§ Goal of the exercise
Transcribe only the part of the listing below that begins at the line containing "key. Games never" and runs to its final line, keeping both ends.

Material for this exercise Start Marker

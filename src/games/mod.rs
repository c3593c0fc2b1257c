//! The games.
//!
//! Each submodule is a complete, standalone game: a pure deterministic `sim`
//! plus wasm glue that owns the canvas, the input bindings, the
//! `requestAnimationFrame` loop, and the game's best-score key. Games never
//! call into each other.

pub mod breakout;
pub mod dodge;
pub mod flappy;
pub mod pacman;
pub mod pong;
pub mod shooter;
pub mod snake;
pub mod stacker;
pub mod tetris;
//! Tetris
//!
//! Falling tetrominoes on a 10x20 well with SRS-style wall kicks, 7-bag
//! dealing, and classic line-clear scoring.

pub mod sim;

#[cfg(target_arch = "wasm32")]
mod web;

Material for this exercise End Marker

§ Result for this exercise
//! `requestAnimationFrame` loop, and the game's best-score key. Games never
//! call into each other.

pub mod breakout;
pub mod dodge;
pub mod flappy;
pub mod pacman;
pub mod pong;
pub mod shooter;
pub mod snake;
pub mod stacker;
pub mod tetris;
//! Tetris
//!
//! Falling tetrominoes on a 10x20 well with SRS-style wall kicks, 7-bag
//! dealing, and classic line-clear scoring.

pub mod sim;

#[cfg(target_arch = "wasm32")]
mod web;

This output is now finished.